Proibição de
uso de acessórios na cabeça em locais públicos divide opiniões de cariocas
FRANCISCO
EDSON ALVES
Rio - A polêmica Lei do Boné que proíbe o uso do acessório, além de
capuzes, gorros ou capacetes que possam esconder o rosto em estabelecimentos
comerciais, bancários e até condomínios, dividiu opiniões no Rio ontem, em seu
primeiro dia útil de validade. Enquanto alguns representantes das categorias
envolvidas elogiaram a iniciativa, outros a condenaram.

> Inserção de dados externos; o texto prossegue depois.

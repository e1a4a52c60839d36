use sqlx::Row;

use crate::backend::database::Database;
use crate::backend::live::{ChangeBus, Collection};
use crate::common::error::{PortalError, Result};
use crate::common::models::{Notification, NotificationKind};

#[derive(Debug, Clone)]
pub struct NewNotification {
    pub user_id: String,
    pub title: String,
    pub message: String,
    pub kind: NotificationKind,
    pub related_id: Option<String>,
}

fn notification_from_row(row: &sqlx::sqlite::SqliteRow) -> Notification {
    Notification {
        id: row.get("id"),
        user_id: row.get("user_id"),
        title: row.get("title"),
        message: row.get("message"),
        read: row.get::<i64, _>("read") != 0,
        kind: NotificationKind::parse(&row.get::<String, _>("kind")),
        related_id: row.get("related_id"),
        timestamp: row.get("timestamp"),
    }
}

pub async fn for_user(db: &Database, user_id: &str) -> Result<Vec<Notification>> {
    let rows =
        sqlx::query("SELECT * FROM notifications WHERE user_id = ? ORDER BY timestamp DESC")
            .bind(user_id)
            .fetch_all(&db.pool)
            .await?;
    Ok(rows.iter().map(notification_from_row).collect())
}

pub async fn push(db: &Database, bus: &ChangeBus, new: NewNotification) -> Result<Notification> {
    if new.title.trim().is_empty() {
        return Err(PortalError::validation("notification title is required"));
    }
    let id = uuid::Uuid::new_v4().to_string();
    let timestamp = chrono::Utc::now().timestamp_millis();
    sqlx::query(
        r#"INSERT INTO notifications (id, user_id, title, message, read, kind, related_id, timestamp)
           VALUES (?, ?, ?, ?, 0, ?, ?, ?)"#,
    )
    .bind(&id)
    .bind(&new.user_id)
    .bind(&new.title)
    .bind(&new.message)
    .bind(new.kind.as_str())
    .bind(&new.related_id)
    .bind(timestamp)
    .execute(&db.pool)
    .await?;
    bus.notify(Collection::Notifications);
    Ok(Notification {
        id,
        user_id: new.user_id,
        title: new.title,
        message: new.message,
        read: false,
        kind: new.kind,
        related_id: new.related_id,
        timestamp,
    })
}

pub async fn mark_read(db: &Database, bus: &ChangeBus, notification_id: &str) -> Result<()> {
    let exists = sqlx::query("SELECT id FROM notifications WHERE id = ?")
        .bind(notification_id)
        .fetch_optional(&db.pool)
        .await?;
    if exists.is_none() {
        return Err(PortalError::not_found(format!(
            "notification {}",
            notification_id
        )));
    }
    let res = sqlx::query("UPDATE notifications SET read = 1 WHERE id = ? AND read = 0")
        .bind(notification_id)
        .execute(&db.pool)
        .await?;
    if res.rows_affected() > 0 {
        bus.notify(Collection::Notifications);
    }
    Ok(())
}

/// Returns the number of notifications actually flipped; calling again
/// right away yields 0.
pub async fn mark_all_read(db: &Database, bus: &ChangeBus, user_id: &str) -> Result<u64> {
    let res = sqlx::query("UPDATE notifications SET read = 1 WHERE user_id = ? AND read = 0")
        .bind(user_id)
        .execute(&db.pool)
        .await?;
    if res.rows_affected() > 0 {
        bus.notify(Collection::Notifications);
    }
    Ok(res.rows_affected())
}
use thiserror::Error;

#[derive(Debug, Error)]
pub enum AuthError {
    #[error("invalid email or password")]
    InvalidCredentials,
    #[error("too many failed attempts, please try again later")]
    RateLimited,
    /// An authenticated principal without a mirrored profile record is a
    /// data inconsistency, not a soft failure.
    #[error("no profile record for authenticated user {0}")]
    ProfileMissing(String),
}

#[derive(Debug, Error)]
pub enum PortalError {
    #[error("authentication failed: {0}")]
    Auth(#[from] AuthError),
    #[error("{0} not found")]
    NotFound(String),
    #[error("validation failed: {0}")]
    Validation(String),
    #[error("storage error: {0}")]
    Platform(#[from] sqlx::Error),
}

impl PortalError {
    pub fn not_found(what: impl Into<String>) -> Self {
        PortalError::NotFound(what.into())
    }

    pub fn validation(why: impl Into<String>) -> Self {
        PortalError::Validation(why.into())
    }
}

pub type Result<T> = std::result::Result<T, PortalError>;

O objetivo da lei 6.717/2014, segundo a autora, a deputada estadual
Lucinha (PSDB), é “impedir que criminosos tentem driblar as câmeras de
segurança durante abordagens e assaltos”. “Estou atendendo a um pedido de
comerciantes”, justificou. De acordo com o texto, os vigilantes poderão pedir
para que os clientes retirem o boné para facilitar a identificação. O
descumprimento resulta em multa de R$ 500 a quem usar o acessório.
Apoio:
para Milena Fernandes, de 15 anos, que usava um gorro ontem, na entrada do
Shopping Rio Sul, medida vai trazer mais segurança Foto: Paulo Araújo /
Agência O Dia
Nas ruas, muita gente não “tirou o chapéu” para a ideia. “Eu tenho
calvície e não posso pegar sol. Então, tenho que usar este chapéu em todos os
lugares que vou. Acho essa lei desnecessária e invasiva”, protestou a
aposentada Dulce Maria, de 73 anos, na entrada do Shopping Rio Sul, em
Botafogo. “Eu acho a lei legal porque evitará muitos assaltos. Vai trazer mais
segurança”, opinou a estudante Milena Fernandes, de 15 anos.

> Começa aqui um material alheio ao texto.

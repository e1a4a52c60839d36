use std::collections::HashMap;
use std::sync::Arc;

use argon2::password_hash::{PasswordHash, PasswordHasher, PasswordVerifier, SaltString};
use argon2::Argon2;
use rand::RngCore;
use sqlx::Row;
use tokio::sync::{broadcast, Mutex};

use crate::backend::config::PortalConfig;
use crate::backend::database::Database;
use crate::backend::live::{ChangeBus, Collection};
use crate::common::error::{AuthError, PortalError, Result};
use crate::common::models::{Role, User};

/// Pushed whenever the identity provider's session state changes, so
/// every session store can re-evaluate its identity (login elsewhere,
/// logout, expiry sweep).
#[derive(Debug, Clone)]
pub enum SessionEvent {
    SignedIn { user_id: String, token: String },
    SignedOut { user_id: String },
}

#[derive(Debug, Clone)]
pub struct NewUser {
    pub email: String,
    pub password: String,
    pub display_name: String,
    pub role: Role,
    pub photo_url: Option<String>,
    pub major: Option<String>,
    pub year: Option<i64>,
    pub department: Option<String>,
    pub office_hours: Option<String>,
}

/// Embedded identity provider: principal accounts, sessions and the
/// mirrored profile records, plus the session-change broadcast.
pub struct AuthService {
    db: Arc<Database>,
    bus: ChangeBus,
    config: PortalConfig,
    events: broadcast::Sender<SessionEvent>,
    // email -> recent failed sign-in timestamps (seconds)
    failed_logins: Mutex<HashMap<String, Vec<i64>>>,
}

fn hash_password(password: &str, salt_length: u32) -> String {
    let mut salt_bytes = vec![0u8; salt_length as usize];
    rand::thread_rng().fill_bytes(&mut salt_bytes);
    let salt = SaltString::encode_b64(&salt_bytes).unwrap();
    let argon2 = Argon2::default();
    argon2
        .hash_password(password.as_bytes(), &salt)
        .unwrap()
        .to_string()
}

fn verify_password(hash: &str, password: &str) -> bool {
    PasswordHash::new(hash)
        .map(|parsed| {
            Argon2::default()
                .verify_password(password.as_bytes(), &parsed)
                .is_ok()
        })
        .unwrap_or(false)
}

fn generate_session_token() -> String {
    let uuid = uuid::Uuid::new_v4().to_string();
    let mut random = [0u8; 16];
    rand::thread_rng().fill_bytes(&mut random);
    format!("{}-{:x}", uuid, md5::compute(random))
}

pub(crate) fn user_from_row(row: &sqlx::sqlite::SqliteRow) -> User {
    User {
        id: row.get("id"),
        email: row.get("email"),
        display_name: row.get("display_name"),
        photo_url: row.get("photo_url"),
        role: Role::parse(&row.get::<String, _>("role")),
        major: row.get("major"),
        year: row.get("year"),
        department: row.get("department"),
        office_hours: row.get("office_hours"),
        created_at: row.get("created_at"),
        last_active: row.get("last_active"),
    }
}

/// Look up a mirrored profile record. `None` for dangling ids; callers
/// render those as "unknown user".
pub async fn fetch_profile(db: &Database, user_id: &str) -> Result<Option<User>> {
    let row = sqlx::query("SELECT * FROM users WHERE id = ?")
        .bind(user_id)
        .fetch_optional(&db.pool)
        .await?;
    Ok(row.as_ref().map(user_from_row))
}

impl AuthService {
    pub fn new(db: Arc<Database>, bus: ChangeBus, config: PortalConfig) -> Self {
        let (events, _) = broadcast::channel(64);
        Self {
            db,
            bus,
            config,
            events,
            failed_logins: Mutex::new(HashMap::new()),
        }
    }

    /// Receiver for session-change pushes. Push-based by contract;
    /// consumers must not poll.
    pub fn session_events(&self) -> broadcast::Receiver<SessionEvent> {
        self.events.subscribe()
    }

    /// Create a principal account plus its mirrored profile record.
    pub async fn register(&self, new_user: NewUser) -> Result<User> {
        if new_user.email.trim().is_empty()
            || new_user.password.is_empty()
            || new_user.display_name.trim().is_empty()
        {
            return Err(PortalError::validation(
                "email, password and display name are required",
            ));
        }

        let existing = sqlx::query("SELECT principal_id FROM auth WHERE email = ?")
            .bind(&new_user.email)
            .fetch_optional(&self.db.pool)
            .await?;
        if existing.is_some() {
            return Err(PortalError::validation("email already registered"));
        }

        let user_id = uuid::Uuid::new_v4().to_string();
        let created_at = chrono::Utc::now().timestamp_millis();
        let password_hash = hash_password(&new_user.password, self.config.argon2_salt_length);

        let mut tx = self.db.pool.begin().await?;
        sqlx::query("INSERT INTO auth (principal_id, email, password_hash) VALUES (?, ?, ?)")
            .bind(&user_id)
            .bind(&new_user.email)
            .bind(&password_hash)
            .execute(&mut *tx)
            .await?;
        sqlx::query(
            r#"INSERT INTO users
               (id, email, display_name, photo_url, role, major, year, department, office_hours, created_at)
               VALUES (?, ?, ?, ?, ?, ?, ?, ?, ?, ?)"#,
        )
        .bind(&user_id)
        .bind(&new_user.email)
        .bind(&new_user.display_name)
        .bind(&new_user.photo_url)
        .bind(new_user.role.as_str())
        .bind(&new_user.major)
        .bind(new_user.year)
        .bind(&new_user.department)
        .bind(&new_user.office_hours)
        .bind(created_at)
        .execute(&mut *tx)
        .await?;
        tx.commit().await?;

        self.bus.notify(Collection::Users);
        log::info!("[AUTH] Registered {} (id={})", new_user.email, user_id);

        Ok(User {
            id: user_id,
            email: new_user.email,
            display_name: new_user.display_name,
            photo_url: new_user.photo_url,
            role: new_user.role,
            major: new_user.major,
            year: new_user.year,
            department: new_user.department,
            office_hours: new_user.office_hours,
            created_at,
            last_active: None,
        })
    }

    /// Authenticate and open a session. A principal that verifies but
    /// has no profile row fails with `ProfileMissing`: that is a data
    /// inconsistency, not a login error.
    pub async fn sign_in(&self, email: &str, password: &str) -> Result<(User, String)> {
        if self.is_rate_limited(email).await {
            log::warn!("[AUTH] Rate limited sign-in for {}", email);
            return Err(AuthError::RateLimited.into());
        }

        let row = sqlx::query("SELECT principal_id, password_hash FROM auth WHERE email = ?")
            .bind(email)
            .fetch_optional(&self.db.pool)
            .await?;
        let (principal_id, password_hash) = match row {
            Some(row) => (
                row.get::<String, _>("principal_id"),
                row.get::<String, _>("password_hash"),
            ),
            None => {
                self.record_failure(email).await;
                log::warn!("[AUTH] Sign-in failed for {}: unknown account", email);
                return Err(AuthError::InvalidCredentials.into());
            }
        };

        if !verify_password(&password_hash, password) {
            self.record_failure(email).await;
            log::warn!("[AUTH] Sign-in failed for {}: wrong password", email);
            return Err(AuthError::InvalidCredentials.into());
        }

        let user = fetch_profile(&self.db, &principal_id)
            .await?
            .ok_or_else(|| PortalError::from(AuthError::ProfileMissing(principal_id.clone())))?;

        let token = generate_session_token();
        let now_secs = chrono::Utc::now().timestamp();
        let expires = now_secs + 60 * 60 * 24 * self.config.session_expiry_days as i64;
        let last_active = chrono::Utc::now().timestamp_millis();

        let mut tx = self.db.pool.begin().await?;
        // Single-session semantics: a new login invalidates any session
        // opened elsewhere; those clients find out via the event push.
        sqlx::query("DELETE FROM sessions WHERE user_id = ?")
            .bind(&principal_id)
            .execute(&mut *tx)
            .await?;
        sqlx::query(
            "INSERT INTO sessions (user_id, session_token, created_at, expires_at) VALUES (?, ?, ?, ?)",
        )
        .bind(&principal_id)
        .bind(&token)
        .bind(now_secs)
        .bind(expires)
        .execute(&mut *tx)
        .await?;
        sqlx::query("UPDATE users SET last_active = ? WHERE id = ?")
            .bind(last_active)
            .bind(&principal_id)
            .execute(&mut *tx)
            .await?;
        sqlx::query("INSERT INTO session_events (user_id, event_type, created_at) VALUES (?, ?, ?)")
            .bind(&principal_id)
            .bind("login_success")
            .bind(now_secs)
            .execute(&mut *tx)
            .await?;
        tx.commit().await?;

        self.clear_failures(email).await;
        self.bus.notify(Collection::Users);
        let _ = self.events.send(SessionEvent::SignedIn {
            user_id: principal_id.clone(),
            token: token.clone(),
        });
        log::info!("[AUTH] Sign-in success for {} (id={})", email, principal_id);

        Ok((user, token))
    }

    pub async fn sign_out(&self, token: &str) -> Result<()> {
        let row = sqlx::query("SELECT user_id FROM sessions WHERE session_token = ?")
            .bind(token)
            .fetch_optional(&self.db.pool)
            .await?;
        let user_id: String = match row {
            Some(row) => row.get("user_id"),
            None => return Err(PortalError::not_found("session")),
        };

        let now_secs = chrono::Utc::now().timestamp();
        let mut tx = self.db.pool.begin().await?;
        sqlx::query("DELETE FROM sessions WHERE user_id = ?")
            .bind(&user_id)
            .execute(&mut *tx)
            .await?;
        sqlx::query("INSERT INTO session_events (user_id, event_type, created_at) VALUES (?, ?, ?)")
            .bind(&user_id)
            .bind("logout")
            .bind(now_secs)
            .execute(&mut *tx)
            .await?;
        tx.commit().await?;

        let _ = self.events.send(SessionEvent::SignedOut {
            user_id: user_id.clone(),
        });
        log::info!("[AUTH] Sign-out for user {}", user_id);
        Ok(())
    }

    /// User id behind an unexpired session token, if any.
    pub async fn validate_session(&self, token: &str) -> Result<Option<String>> {
        let now_secs = chrono::Utc::now().timestamp();
        let row = sqlx::query(
            "SELECT user_id FROM sessions WHERE session_token = ? AND expires_at > ?",
        )
        .bind(token)
        .bind(now_secs)
        .fetch_optional(&self.db.pool)
        .await?;
        Ok(row.map(|r| r.get("user_id")))
    }

    /// Resolve a token to the full profile, or `None` if the session is
    /// gone or expired.
    pub async fn current_user(&self, token: &str) -> Result<Option<User>> {
        match self.validate_session(token).await? {
            Some(user_id) => fetch_profile(&self.db, &user_id).await,
            None => Ok(None),
        }
    }

    /// Idempotent sweep of expired sessions; safe to run periodically.
    pub async fn cleanup_expired_sessions(&self) -> Result<u64> {
        let now_secs = chrono::Utc::now().timestamp();
        let res = sqlx::query("DELETE FROM sessions WHERE expires_at <= ?")
            .bind(now_secs)
            .execute(&self.db.pool)
            .await?;
        if res.rows_affected() > 0 {
            log::info!("[AUTH] Cleaned up {} expired sessions", res.rows_affected());
        }
        Ok(res.rows_affected())
    }

    async fn is_rate_limited(&self, email: &str) -> bool {
        let now_secs = chrono::Utc::now().timestamp();
        let cutoff = now_secs - self.config.login_attempt_window_secs;
        let mut map = self.failed_logins.lock().await;
        match map.get_mut(email) {
            Some(attempts) => {
                attempts.retain(|t| *t > cutoff);
                attempts.len() >= self.config.login_attempt_limit as usize
            }
            None => false,
        }
    }

    async fn record_failure(&self, email: &str) {
        let now_secs = chrono::Utc::now().timestamp();
        let mut map = self.failed_logins.lock().await;
        map.entry(email.to_string()).or_default().push(now_secs);
    }

    async fn clear_failures(&self, email: &str) {
        let mut map = self.failed_logins.lock().await;
        map.remove(email);
    }
}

Carlos Collor, diretor do Sindicato dos Vigilantes — categoria que está
em greve e reúne 45 mil profissionais no Rio —, adiantou que a entidade vai
tentar derrubar a lei na Justiça. “É mais uma responsabilidade incabível para o
vigilante, que terá que passar por constrangimento mandando as pessoas
retiraram acessórios da cabeça”, disse o sindicalista. Ontem, em nenhuma
entrada de estabelecimentos comerciais e bancários percorridos pelo DIA no
Centro e na Zona Sul havia placas indicativas alertando sobre a lei, conforme o
texto determina.
'Sempre uso boné e nunca me repreenderam. Mas sou contra, quero poder me
vestir como eu quiser', Bruno Metz, 31 anos, Ambientalista Foto: Paulo
Araújo / Agência O Dia
Donos de fábricas de bonés dizem que lei é ‘mais uma que não vai pegar’

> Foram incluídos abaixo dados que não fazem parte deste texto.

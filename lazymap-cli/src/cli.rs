//! Command line definition and the sort workload.
//!
//! The benchmark maps a file, fills it with pseudo-random words, heap-sorts
//! the words in place through the paged region, unmaps it, then maps the
//! file again and checks that the words come back sorted.

use std::path::PathBuf;
use std::sync::Arc;
use std::thread;
use std::time::Instant;

use anyhow::{Context, Result, bail};
use clap::Parser;
use lazymap::domain::{PagerConfig, RegionLayout};
use lazymap::{FileStore, Region, SoftMmu};

/// Where the region is placed in the simulated address space.
const REGION_BASE: u64 = 0x7f00_0000_0000;

const WORD: u64 = 8;

#[derive(Parser, Debug)]
#[command(name = "lazymap-sort")]
#[command(about = "Sort a file of 64-bit words through a demand-paged region", long_about = None)]
#[command(version)]
pub struct Cli {
    /// Backing file (a temporary file is used when omitted)
    #[arg(short, long)]
    pub file: Option<PathBuf>,

    /// Size of the region in pages
    #[arg(short, long, default_value_t = 1024)]
    pub pages: u64,

    /// Page size in bytes
    #[arg(long, default_value_t = 4096)]
    pub page_size: usize,

    /// Page buffer capacity in pages
    #[arg(short, long, default_value_t = 64)]
    pub buffer_pages: usize,

    /// Number of flusher threads
    #[arg(long, default_value_t = 4)]
    pub flushers: usize,

    /// Number of fault-servicing (page filler) threads
    #[arg(long, default_value_t = 2)]
    pub fillers: usize,

    /// Open the file with O_DIRECT
    #[arg(long)]
    pub direct: bool,

    /// Keep the backing file after the run
    #[arg(long, requires = "file")]
    pub keep: bool,
}

impl Cli {
    fn config(&self) -> PagerConfig {
        PagerConfig::new()
            .with_page_size(self.page_size)
            .with_buffer_pages(self.buffer_pages)
            .with_flusher_workers(self.flushers)
            .with_fault_workers(self.fillers)
    }

    fn layout(&self) -> Result<RegionLayout> {
        let len = self
            .pages
            .checked_mul(self.page_size as u64)
            .context("Region size overflows")?;
        Ok(RegionLayout::new(REGION_BASE, len, self.page_size)?)
    }
}

/// Run the benchmark.
pub fn run(cli: Cli) -> Result<()> {
    let config = cli.config();
    config.validate()?;
    let layout = cli.layout()?;
    let words = layout.len() / WORD;

    // The temporary directory lives until the end of the run.
    let (path, _temp) = match &cli.file {
        Some(file) => (file.clone(), None),
        None => {
            let dir = tempfile::Builder::new().prefix("lazymap-sort-").tempdir()?;
            (dir.path().join("sort.bin"), Some(dir))
        }
    };

    println!(
        "{}: {} pages of {} bytes, buffer of {} pages, {} flushers, {} fillers",
        path.display(),
        cli.pages,
        cli.page_size,
        cli.buffer_pages,
        cli.flushers,
        cli.fillers
    );

    // Fill and sort.
    {
        let store = Arc::new(
            FileStore::create(&path, layout.len(), cli.direct)
                .with_context(|| format!("Failed to create {}", path.display()))?,
        );
        let mmu = Arc::new(SoftMmu::new(layout));
        let region = Region::map(store, mmu.clone(), layout, config)?;

        let started = Instant::now();
        fill(&mmu, words, cli.fillers)?;
        println!("Initialized {} words in {:.2?}", words, started.elapsed());

        let started = Instant::now();
        heap_sort(&Words::new(&mmu), words)?;
        println!("Sorted in {:.2?}", started.elapsed());

        let started = Instant::now();
        let stats = region.unmap()?;
        println!("Unmapped in {:.2?}", started.elapsed());
        println!("{}", stats);
    }

    // Verify from a fresh mapping.
    let sorted = {
        let store = Arc::new(FileStore::open(&path, cli.direct)?);
        let mmu = Arc::new(SoftMmu::new(layout));
        let region = Region::map(store, mmu.clone(), layout, config)?;
        let started = Instant::now();
        let sorted = verify(&Words::new(&mmu), words)?;
        println!("Verified in {:.2?}", started.elapsed());
        region.unmap()?;
        sorted
    };

    if cli.file.is_some() && !cli.keep {
        std::fs::remove_file(&path)
            .with_context(|| format!("Failed to remove {}", path.display()))?;
    }

    if !sorted {
        bail!("Data is not sorted after remapping {}", path.display());
    }
    println!("Data is sorted");
    Ok(())
}

/// Word-indexed view of the region.
struct Words<'a> {
    mmu: &'a SoftMmu,
    base: u64,
}

impl<'a> Words<'a> {
    fn new(mmu: &'a SoftMmu) -> Self {
        Self {
            base: mmu.layout().base(),
            mmu,
        }
    }

    fn get(&self, index: u64) -> Result<u64> {
        Ok(self.mmu.read_u64(self.base + index * WORD)?)
    }

    fn set(&self, index: u64, value: u64) -> Result<()> {
        Ok(self.mmu.write_u64(self.base + index * WORD, value)?)
    }

    fn swap(&self, a: u64, b: u64) -> Result<()> {
        let (x, y) = (self.get(a)?, self.get(b)?);
        self.set(a, y)?;
        self.set(b, x)
    }
}

fn scramble(index: u64) -> u64 {
    let mut z = index.wrapping_add(0x9E37_79B9_7F4A_7C15);
    z = (z ^ (z >> 30)).wrapping_mul(0xBF58_476D_1CE4_E5B9);
    z = (z ^ (z >> 27)).wrapping_mul(0x94D0_49BB_1331_11EB);
    z ^ (z >> 31)
}

fn fill(mmu: &SoftMmu, words: u64, threads: usize) -> Result<()> {
    let threads = threads.max(1) as u64;
    let chunk = words.div_ceil(threads);
    thread::scope(|scope| {
        let workers: Vec<_> = (0..threads)
            .map(|t| {
                scope.spawn(move || -> Result<()> {
                    let view = Words::new(mmu);
                    for i in (t * chunk)..((t + 1) * chunk).min(words) {
                        view.set(i, scramble(i))?;
                    }
                    Ok(())
                })
            })
            .collect();
        for worker in workers {
            match worker.join() {
                Ok(result) => result?,
                Err(_) => bail!("A fill thread panicked"),
            }
        }
        Ok(())
    })
}

fn heap_sort(view: &Words<'_>, len: u64) -> Result<()> {
    if len < 2 {
        return Ok(());
    }
    let mut start = len / 2;
    while start > 0 {
        start -= 1;
        sift_down(view, start, len)?;
    }
    let mut end = len;
    while end > 1 {
        end -= 1;
        view.swap(0, end)?;
        sift_down(view, 0, end)?;
    }
    Ok(())
}

fn sift_down(view: &Words<'_>, mut root: u64, end: u64) -> Result<()> {
    loop {
        let child = 2 * root + 1;
        if child >= end {
            return Ok(());
        }
        let mut largest = child;
        let mut largest_value = view.get(child)?;
        if child + 1 < end {
            let right = view.get(child + 1)?;
            if right > largest_value {
                largest = child + 1;
                largest_value = right;
            }
        }
        if view.get(root)? >= largest_value {
            return Ok(());
        }
        view.swap(root, largest)?;
        root = largest;
    }
}

fn verify(view: &Words<'_>, len: u64) -> Result<bool> {
    let mut previous = 0u64;
    for i in 0..len {
        let value = view.get(i)?;
        if value < previous {
            log::error!("Word {} ({}) is smaller than its predecessor ({})", i, value, previous);
            return Ok(false);
        }
        previous = value;
    }
    Ok(true)
}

Donos de fábricas de bonés se disseram indiferentes à nova lei e ainda a
ironizaram. “É o tipo de lei que não vai pegar, como a que proíbe sacolas em
supermercados”, aposta Marcelo Brito, dono da Bonés Zacavi, que fabrica mais de
10 mil peças por mês em Campo Grande.
Ênio Bittencourt, presidente da associação de lojistas da Saara, que tem
1.200 lojas no Centro, disse ser a favor da lei. “Qualquer iniciativa que vá
trazer mais segurança para os comerciantes e consumidores, é válida”, afirmou.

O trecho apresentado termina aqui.